Ein weiterer Faktor, der sich auf die Stärke des Erdbebens auswirkt, ist die Bewegung oder das Gleiten der Verwerfung, so Houston. In der Regel verrutschen kleinere Bereiche der Verwerfung weniger als größere. Während also ein Beben der Stärke 5 einige Zentimeter nachrutschen kann — eine Strecke, die den Boden nicht zum Brechen bringt — kann ein Beben der Stärke 9 66 Fuß (etwa 20 Meter) oder mehr nachrutschen. Das Chile-Beben von 1960 hat die Fläche des Landes tatsächlich vergrößert, weil sich der Boden ausdehnte, erklärte Sergio Barrientos, ein Seismologe an der Universität von Chile, der das Beben miterlebt hat, 2016 gegenüber NPR (öffnet in neuem Tab) .
Verständnis der Größenordnung
Die Skala der Erdbebenstärke kann versehentlich den Unterschied zwischen sehr großen Erdbeben verschleiern. Die Skala ist nicht linear, sondern logarithmisch: Für jede Einheit, um die sie steigt, erhöht sich die Bodenbewegung um das 10-fache und die freigesetzte Energie um das 32-fache. Bohon verwendet gerne die Metapher vom Zerreißen eines Spaghetti-Bündels. Wenn das Zerreißen eines Spaghetti-Strangs einem Erdbeben der Stärke 5 entspricht, müsste man 32 Stränge zerreißen, um die Energie eines Bebens der Stärke 6 freizusetzen. Auf dieser Spaghetti-Skala entspricht ein Beben der Stärke 7 dem Reißen von 1.024 Strängen, ein Beben der Stärke 8 entspricht 32.768 Strängen und ein Beben der Stärke 9 entspricht 1.048.576 Strängen.

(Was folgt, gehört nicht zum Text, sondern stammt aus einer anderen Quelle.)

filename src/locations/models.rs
use crate::geo::models::GeoPoint;
use serde::{Deserialize, Serialize};
use std::fmt;
use std::str::FromStr;
use thiserror::Error;

#[derive(Copy, Clone, Debug, PartialEq, Eq, Hash, Serialize, Deserialize)]
pub enum LocationCode {
    #[serde(rename = "HN")]
    Hanoi,
    #[serde(rename = "TPHCM")]
    HoChiMinh,
    #[serde(rename = "HP")]
    HaiPhong,
    #[serde(rename = "ND")]
    NamDinh,
    #[serde(rename = "DN")]
    DaNang,
    #[serde(rename = "DL")]
    Dalat,
    #[serde(rename = "DHLA")]
    DucHoa,
}

#[derive(Debug, Error, PartialEq)]
#[error("unknown location code `{0}`")]
pub struct UnknownLocation(pub String);

#[derive(Copy, Clone, Debug, PartialEq, Serialize, Deserialize)]
#[serde(rename_all = "camelCase")]
pub struct CityBounds {
    pub min_lng: f64,
    pub min_lat: f64,
    pub max_lng: f64,
    pub max_lat: f64,
    /// Half-side, in degrees, of the square searched for imagery around a random point.
    pub delta: f64,
}

impl CityBounds {
    pub fn contains(&self, point: GeoPoint) -> bool {
        (self.min_lat..=self.max_lat).contains(&point.lat)
            && (self.min_lng..=self.max_lng).contains(&point.lng)
    }
}

#[derive(Copy, Clone, Debug, PartialEq, Serialize, Deserialize)]
pub struct SearchBox {
    pub north: f64,
    pub south: f64,
    pub east: f64,
    pub west: f64,
}

#[derive(Copy, Clone, Debug, PartialEq, Serialize, Deserialize)]
#[serde(rename_all = "camelCase")]
pub struct SearchArea {
    pub center: GeoPoint,
    pub search_box: SearchBox,
}

impl LocationCode {
    pub fn all() -> [LocationCode; 7] {
        [
            LocationCode::Hanoi,
            LocationCode::HoChiMinh,
            LocationCode::HaiPhong,
            LocationCode::NamDinh,
            LocationCode::DaNang,
            LocationCode::Dalat,
            LocationCode::DucHoa,
        ]
    }

    pub fn code(&self) -> &'static str {
        match self {
            LocationCode::Hanoi => "HN",
            LocationCode::HoChiMinh => "TPHCM",
            LocationCode::HaiPhong => "HP",
            LocationCode::NamDinh => "ND",
            LocationCode::DaNang => "DN",
            LocationCode::Dalat => "DL",
            LocationCode::DucHoa => "DHLA",
        }
    }

    pub fn name(&self) -> &'static str {
        match self {
            LocationCode::Hanoi => "HA NOI",
            LocationCode::HoChiMinh => "TP. HO CHI MINH",
            LocationCode::HaiPhong => "HAI PHONG",
            LocationCode::NamDinh => "NAM DINH",
            LocationCode::DaNang => "DA NANG",
            LocationCode::Dalat => "DALAT",
            LocationCode::DucHoa => "DUC HOA",
        }
    }

    pub fn bounds(&self) -> CityBounds {
        let (min_lng, min_lat, max_lng, max_lat, delta) = match self {
            LocationCode::Hanoi => (105.77, 20.96, 105.88, 21.05, 0.003),
            LocationCode::HoChiMinh => (106.62, 10.71, 106.75, 10.83, 0.005),
            LocationCode::HaiPhong => (106.65, 20.8, 106.75, 20.9, 0.05),
            LocationCode::NamDinh => (106.0, 20.35, 106.25, 20.5, 0.005),
            LocationCode::DaNang => (108.17, 16.0, 108.25, 16.1, 0.005),
            LocationCode::Dalat => (108.38, 11.89, 108.50, 12.00, 0.005),
            LocationCode::DucHoa => (106.35, 10.85, 106.45, 10.95, 0.005),
        };
        CityBounds {
            min_lng,
            min_lat,
            max_lng,
            max_lat,
            delta,
        }
    }
}

impl FromStr for LocationCode {
    type Err = UnknownLocation;

    fn from_str(code: &str) -> Result<Self, Self::Err> {
        LocationCode::all()
            .into_iter()
            .find(|location| location.code() == code)
            .ok_or_else(|| UnknownLocation(code.to_string()))
    }
}

impl fmt::Display for LocationCode {
    fn fmt(&self, f: &mut fmt::Formatter<'_>) -> fmt::Result {
        f.write_str(self.code())
    }
}
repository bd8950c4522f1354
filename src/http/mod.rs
pub mod cors;
pub mod middleware;
pub mod router;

Wie dieses Beispiel zeigt, ist der Unterschied zwischen einem Beben der Stärke 8 und einem der Stärke 9 in Bezug auf die freigesetzte Energie viel größer als der Unterschied zwischen einem Beben der Stärke 5 und einem der Stärke 6. Um die Stärke eines Erdbebens von 9,5 auf 9,6 zu erhöhen, muss also ein viel größerer Teil einer Verwerfung gebrochen werden als bei einem Beben der Stärke 5,5 oder 5,6;
Aufgrund der Unsicherheiten bei den Messungen ist es wissenschaftlich umstritten, ob das chilenische Beben von 1960 exakt die Stärke 9,5 hatte, so Houston. Aber um die massiven Unterschiede in der Größe von scheinbar kleinen Zahlen an diesem Ende der Magnitudenskala zu verdeutlichen, ist ein Beben der Magnitude 9,5 mehr als doppelt so stark wie das nächstgrößte jemals aufgezeichnete Beben, ein Beben der Magnitude 9,2, das 1964 den Prince William Sound in Alaska erschütterte, sagte Houston.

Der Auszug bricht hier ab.